How does the project manager fulfill their job responsibilities AND minimize process waste while also ensuring the team remains focused on the project’s ultimate objectives? One strategy involves adopting a customer-centric and team-centric communication style. Rather than starting statements with “I” and “we,” as in the examples at the beginning of this article, begin as many statements as possible with “our customer” and “the team.” This may seem like a simple game of semantics but the shift in language can reorient teams away from stakeholders toward their customers and their core competencies. Here are few examples:

  • “Our customer wants to ensure the onboarding flow will allow new users to become productive without support from administrators.”
  • “Our customer wants to review the new design concepts this week.”
  • “The team needs to observe their customer going through the workflow to understand the desired timing of each transaction.”

If fulfilling the above requests requires scheduling meetings and/or creating PowerPoint slides, go for it.

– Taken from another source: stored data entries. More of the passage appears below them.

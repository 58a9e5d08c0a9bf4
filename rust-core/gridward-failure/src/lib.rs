// SPDX-License-Identifier: PMPL-1.0-or-later
// Copyright (c) 2026 Jonathan D.A. Jewell (hyperpolymath) <jonathan.jewell@open.ac.uk>
//
// Gridward Failure Handling
//
// Tracks which grid dialect operations a flush cycle actually applied, so
// that when the flush fails partway an error handler can tell what was
// written before the failure.
//
// # Modules
//
// - [`operation`] -- `GridDialectOperation`, the immutable record of one
//   applied operation.
// - [`collector`] -- `OperationCollector`, the ordered per-flush list.
// - [`scope`] -- Resolution of the current flush cycle's collector.
// - [`dialect`] -- `InvocationCollectingDialect`, the transparent wrapper
//   that records applied operations.
// - [`batch`] -- Recording of batched operations queues.
// - [`handler`] -- `ErrorHandler` and the rollback context it receives.
// - [`flush`] -- `FlushCycle`, which scopes a collector to one unit of work.
// - [`config`] -- `FailureConfig`.
// - [`error`] -- The `FailureError` enum.
//
// # Example
//
// ```rust
// use gridward_dialect::{DialectError, EntityKey, GridDialect, InMemoryDialect, Tuple, TupleContext};
// use gridward_failure::{FailureConfig, FlushCycle, LoggingErrorHandler};
//
// # tokio_test::block_on(async {
// let dialect = FailureConfig::default().build_dialect(InMemoryDialect::new());
// let flush = FlushCycle::new(LoggingErrorHandler);
// let ctx = TupleContext::default();
//
// let result = flush
//     .run(|| async {
//         dialect
//             .insert_or_update_tuple(&EntityKey::single("users", "id", 1_i64), &Tuple::new(), &ctx)
//             .await?;
//         Err::<(), _>(DialectError::BackendUnavailable("node lost".into()))
//     })
//     .await;
//
// // The failure reaches the caller unchanged; the handler has logged the
// // insert that was applied before it.
// assert!(result.is_err());
// # });
// ```

pub mod batch;
pub mod collector;
pub mod config;
pub mod dialect;
pub mod error;
pub mod flush;
pub mod handler;
pub mod operation;
pub mod scope;

// Re-export the most commonly used types at the crate root for convenience.
pub use batch::{applied_operation_for, normalize_batch, NormalizedBatch};
pub use collector::OperationCollector;
pub use config::{ErrorHandlerSetting, FailureConfig};
pub use dialect::InvocationCollectingDialect;
pub use error::FailureError;
pub use flush::FlushCycle;
pub use handler::{ErrorHandler, LoggingErrorHandler, RollbackContext};
pub use operation::{GridDialectOperation, OperationType};
pub use scope::{in_flush_cycle, CollectorResolver, FlushCycleRegistry};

If not, find the best way to satisfy your customer and your team’s needs above achieving your internal procedural steps.

Prioritize Outcomes Above Activities

Once customer-oriented language takes hold within your organization, go a step further by including customers (internal or external) in meetings. In place of talking about customers, speak to them and hear from them directly at status checks and demonstrations. Ask for their feedback and insights. Encourage your teams to solicit input from customers whenever it’s needed instead of waiting for standard meetings.

Having customers at ceremonies may feel uncomfortable at first since we don’t want to “air dirty laundry” in front of them. Over time, their presence feels natural since it’s the most efficient approach to drive tight feedback loops and to make course corrections as early as possible. Ultimately, an organization should gauge its progress and success according to customer input; not internal metrics. Feedback from customers (positive or negative) governs how much activity an organization spends on planning and tracking activities: minimize the spend on planning and tracking activities and maximize the value delivery to the customer.